Standard abbreviations
- ISO 4: Sci. Total Environ.

Indexing
- CODEN: STENDL
- ISSN: 0048-9697 (print) 1879-1026 (web)
- LCCN: 72624869
- OCLC no.: 321079391

Links
- Journal homepage; Online access;

= Science of the Total Environment =

Science of the Total Environment is a weekly international peer-reviewed scientific journal covering environmental science. It was established in 1972 and is published by Elsevier. The editors-in-chief are Damià Barceló (Consejo Superior de Investigaciones Científicas), Jay Gan (University of California, Riverside) and Philip Hopke (University of Rochester).

==Controversies==
The October 2020 article suggesting that amulets may prevent COVID-19 has been met with skepticism even among the listed coauthors.
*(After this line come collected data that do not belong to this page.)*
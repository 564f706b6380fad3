//! Price estimation for bookings.
//!
//! All amounts are in minor currency units (sen for MYR).

use thiserror::Error;

use super::{CrateSize, Money, PetType};

const EARTH_RADIUS_KM: f64 = 6371.0;

const BASE_FARE: i64 = 500;
const PER_KM: f64 = 250.0;

/// Errors raised while estimating a price.
#[derive(Debug, Clone, PartialEq, Error)]
pub enum PricingError {
    #[error("distance cannot be negative: {0}")]
    NegativeDistance(f64),
}

/// Inputs for price calculation.
#[derive(Debug, Clone, Copy, PartialEq)]
pub struct PricingParams {
    pub distance_km: f64,
    pub pet_type: PetType,
    pub crate_size: CrateSize,
    /// Whether the booking has a scheduled pickup time.
    pub is_scheduled: bool,
}

/// Strategy for estimating the price of a booking.
pub trait PricingStrategy: Send + Sync {
    fn calculate(&self, params: &PricingParams) -> Result<Money, PricingError>;
}

/// Default tariff: base fare, a per-km rate, and pet/crate surcharges.
///
/// Scheduling does not affect the standard tariff.
#[derive(Debug, Clone, Copy, Default)]
pub struct StandardPricing;

impl StandardPricing {
    pub fn new() -> Self {
        Self
    }

    fn pet_surcharge(pet_type: PetType) -> i64 {
        match pet_type {
            PetType::Dog => 500,
            PetType::Cat => 300,
            PetType::Bird => 200,
            PetType::Reptile => 800,
            PetType::Rabbit => 300,
            PetType::Other => 500,
        }
    }

    fn crate_surcharge(size: CrateSize) -> i64 {
        match size {
            CrateSize::Small => 0,
            CrateSize::Medium => 500,
            CrateSize::Large => 1000,
            CrateSize::XLarge => 2000,
        }
    }
}

impl PricingStrategy for StandardPricing {
    fn calculate(&self, params: &PricingParams) -> Result<Money, PricingError> {
        if params.distance_km < 0.0 || params.distance_km.is_nan() {
            return Err(PricingError::NegativeDistance(params.distance_km));
        }

        // `as` truncates toward zero.
        let distance_charge = (params.distance_km * PER_KM) as i64;

        Ok(Money::from_cents(
            BASE_FARE
                + distance_charge
                + Self::pet_surcharge(params.pet_type)
                + Self::crate_surcharge(params.crate_size),
        ))
    }
}

/// Great-circle distance in kilometres between two coordinates in degrees.
pub fn haversine_km(lat1: f64, lng1: f64, lat2: f64, lng2: f64) -> f64 {
    let d_lat = (lat2 - lat1).to_radians();
    let d_lng = (lng2 - lng1).to_radians();

    let a = (d_lat / 2.0).sin().powi(2)
        + lat1.to_radians().cos() * lat2.to_radians().cos() * (d_lng / 2.0).sin().powi(2);
    let c = 2.0 * a.sqrt().atan2((1.0 - a).sqrt());

    EARTH_RADIUS_KM * c
}
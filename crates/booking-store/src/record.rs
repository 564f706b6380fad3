use chrono::{DateTime, Utc};
use serde::{Deserialize, Serialize, de::DeserializeOwned};

use crate::{BookingId, UserId, Version};

/// A booking as it is persisted: one flat row keyed by the booking id.
///
/// Nested value objects (pet specification, crate requirement, addresses,
/// route) are carried as JSON documents so the store stays independent of
/// the domain types.
#[derive(Debug, Clone, PartialEq, Serialize, Deserialize)]
pub struct BookingRecord {
    pub id: BookingId,
    pub booking_number: String,
    pub owner_id: UserId,
    pub runner_id: Option<UserId>,

    /// Status name as stored (e.g. "requested", "in_progress").
    pub status: String,

    pub pet_spec: serde_json::Value,
    pub crate_requirement: serde_json::Value,
    pub pickup_address: serde_json::Value,
    pub dropoff_address: serde_json::Value,
    pub route_spec: Option<serde_json::Value>,

    pub estimated_price_cents: i64,
    pub final_price_cents: Option<i64>,
    pub currency: String,

    pub scheduled_at: Option<DateTime<Utc>>,
    pub picked_up_at: Option<DateTime<Utc>>,
    pub delivered_at: Option<DateTime<Utc>>,
    pub cancelled_at: Option<DateTime<Utc>>,
    pub cancel_note: String,
    pub notes: String,

    /// Version the row will hold once this record is written.
    pub version: Version,

    pub created_at: DateTime<Utc>,
    pub updated_at: DateTime<Utc>,
}

impl BookingRecord {
    /// Encodes a value object as a JSON document for storage.
    pub fn encode<T: Serialize>(value: &T) -> Result<serde_json::Value, serde_json::Error> {
        serde_json::to_value(value)
    }

    /// Decodes a stored JSON document into a value object.
    pub fn decode<T: DeserializeOwned>(value: &serde_json::Value) -> Result<T, serde_json::Error> {
        T::deserialize(value)
    }

    /// Returns the version the stored row must hold for an update of this
    /// record to apply.
    pub fn expected_stored_version(&self) -> Version {
        self.version.prev()
    }
}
As of November 2020, the article was under "temporary removal". It was later withdrawn at the request of the authors. The editor in-chief, Damià Barceló, was implicated in a €70,000 per year scheme to publish articles under the affiliation of King Saud University, Saudi Arabia. Such schemes are employed to boost a university's rankings and are universally considered unethical by academics.

==Abstracting and indexing==
The journal is abstracted and indexed in:

- BIOSIS
- CAB Abstracts
- Chemical Abstracts Core
- Ei Compendex
- Food Science and Technology Abstracts
- MEDLINE
- Scopus

According to the Journal Citation Reports, the journal has a 2024 impact factor of 8.0. As of October 2024, the journal's indexation in the Science Citation Index Expanded is "on hold" and pending re-evaluation, with Web of Science citing the concerns on "the quality of the content published in this journal" as a reason for the suspension. In November 2025, the journal was removed from the Web of Science core collection.